John Craig Freeman drew on crowdsourcing, augmented reality, and EEG (electroencephalography) technology in a project titled EEG AR: Things We Have Lost. The artist interviewed people on the streets of Los Angeles about things, tangible or intangible, that they have lost, creating a database of lost objects. A later performance at LACMA allowed participants to “conjure” virtual objects using brainwave technology and augmented reality. Freeman is a founding member of the collective Manifest.AR, whose work seeks to expand the notion of public space by exploring how digital networked technology is transforming our sense of place.
Artist's Statement
When LACMA called to tell me I was one of five artists selected for their inaugural Art + Technology Lab from a pool of over 450 submissions, I felt a sense of validation. My work at the intersection of public space and emerging technology had found its perfect venue—a museum with the vision to revive the spirit of their groundbreaking 1960s program.
My project, “EEG AR: Things We Have Lost,” had already traveled from Liverpool to Coimbra, Portugal to Basel, Switzerland, but Los Angeles promised something different. Each city reveals itself through what its people have lost. In Liverpool, where I first conceived the project in 2012, the responses were deeply personal—lost wedding rings, childhood toys, departed relatives. In Coimbra, the economic crisis dominated—people spoke of lost pensions and financial security. In Basel a group of teenage boys unanimously agreed they had lost time.
Spring 2015 found me and my team of Emerson College research assistants walking the streets of Los Angeles. We’d approach strangers with a disarmingly simple question: “What have you lost?” The responses in LA were as diverse as the city itself. A woman in Silver Lake told us about losing her sense of purpose after her children left home. A man near MacArthur Park described losing his homeland when he immigrated thirty years ago. I’ll never forget the older gentleman who paused thoughtfully before answering. “The years, I would imagine,” he began with a chuckle, “but we’ve got a bit of sense of humor to compensate for it, hopefully.” His expression shifted to something more philosophical as he continued, “Probably wisdom and experience to compensate for the loss of youth.” Then with perfect comic timing, he pointed to his mouth and ran a hand through his hair: “A few teeth. The color of my hair.” We both laughed, and in that moment I realized how this project created space for people to reflect on loss not just with sadness, but with humor and grace.
Each story became data—GPS coordinates marked exactly where these conversations occurred. Back at the lab, we translated these losses into virtual objects and avatars, creating a digital layer of collective memory mapped precisely onto the physical geography of Los Angeles.
Visitors to the museum’s plaza could explore a captivating collection of virtual lost objects through mobile augmented reality viewing devices—essentially screens on wheels. These digital artifacts, positioned at specific GPS coordinates, included a worn leather jacket symbolizing lost fame, an extinct thylacine representing vanished species, a solitary rowboat embodying the fear of mortality, and LA’s iconic Red Car trams evoking nostalgia for a bygone Los Angeles era. Each virtual object emerged from interviews with Los Angeles residents about tangible and intangible things they had lost, creating a citywide network of collective memory that transformed public spaces into landscapes of shared loss and reflection. These moments of connection—where technology becomes invisible and the human experience takes center stage—are why I create.

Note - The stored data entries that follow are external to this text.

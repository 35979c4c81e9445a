//! Control-transport message shapes.
//!
//! These mirror the Telegram Bot API JSON closely enough to deserialize
//! `getUpdates` results directly, while staying transport-agnostic for the
//! bot loop.

use serde::{Deserialize, Serialize};

/// One inbound event from the control transport.
#[derive(Debug, Clone, Default, Serialize, Deserialize)]
pub struct Update {
    pub update_id: i64,
    #[serde(default)]
    pub message: Option<IncomingMessage>,
    #[serde(default)]
    pub callback_query: Option<CallbackQuery>,
}

/// A plain chat message.
#[derive(Debug, Clone, Serialize, Deserialize)]
pub struct IncomingMessage {
    pub message_id: i64,
    #[serde(default)]
    pub from: Option<Sender>,
    pub chat: Chat,
    #[serde(default)]
    pub text: Option<String>,
    #[serde(default)]
    pub date: i64,
}

/// An interactive-button press.
#[derive(Debug, Clone, Serialize, Deserialize)]
pub struct CallbackQuery {
    pub id: String,
    pub from: Sender,
    #[serde(default)]
    pub message: Option<CallbackMessage>,
    #[serde(default)]
    pub data: Option<String>,
}

/// The message a button was attached to.
#[derive(Debug, Clone, Serialize, Deserialize)]
pub struct CallbackMessage {
    pub message_id: i64,
    pub chat: Chat,
}

#[derive(Debug, Clone, Serialize, Deserialize)]
pub struct Sender {
    pub id: i64,
    #[serde(default)]
    pub is_bot: bool,
    #[serde(default)]
    pub first_name: String,
    #[serde(default)]
    pub username: Option<String>,
}

#[derive(Debug, Clone, Serialize, Deserialize)]
pub struct Chat {
    pub id: i64,
    #[serde(rename = "type", default)]
    pub chat_type: String,
}

/// Bot identity returned by `getMe`.
#[derive(Debug, Clone, Serialize, Deserialize)]
pub struct BotIdentity {
    pub id: i64,
    #[serde(default)]
    pub first_name: String,
    #[serde(default)]
    pub username: Option<String>,
}

/// Inline keyboard layout attached to an outgoing message.
#[derive(Debug, Clone, Default, PartialEq, Serialize, Deserialize)]
pub struct InlineKeyboard {
    pub inline_keyboard: Vec<Vec<InlineButton>>,
}

#[derive(Debug, Clone, PartialEq, Serialize, Deserialize)]
pub struct InlineButton {
    pub text: String,
    #[serde(skip_serializing_if = "Option::is_none")]
    pub callback_data: Option<String>,
    #[serde(skip_serializing_if = "Option::is_none")]
    pub url: Option<String>,
}

impl InlineButton {
    pub fn callback(text: &str, data: &str) -> Self {
        Self {
            text: text.to_string(),
            callback_data: Some(data.to_string()),
            url: None,
        }
    }

    pub fn link(text: &str, url: &str) -> Self {
        Self {
            text: text.to_string(),
            callback_data: None,
            url: Some(url.to_string()),
        }
    }
}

The most profound aspect of this work isn’t the technology itself—the augmented reality, the electroencephalography components that allowed viewers to interact with lost objects using brainwave activity. It’s how technology can make the invisible visible, and can transform public spaces into galleries of collective memory.
Each city’s version of “Things We Have Lost” creates a unique cognitive map. Los Angeles revealed itself as a city of personal reinvention, where losses often marked transitions—former careers, past relationships, abandoned dreams—but also as a place where new beginnings emerged from these very losses.
As an artist, I don’t create finished objects for passive consumption. I create frameworks for engagement, systems that reveal the unseen connections between people and places. At LACMA, watching visitors wheel our AR devices around the plaza, discovering virtual objects that represented someone else’s loss but somehow resonated with their own experience—that’s when I knew the project had succeeded. Technology had become transparent, and for a moment, strangers connected through shared understanding of what it means to lose something precious, and perhaps, in the sharing, to find something new.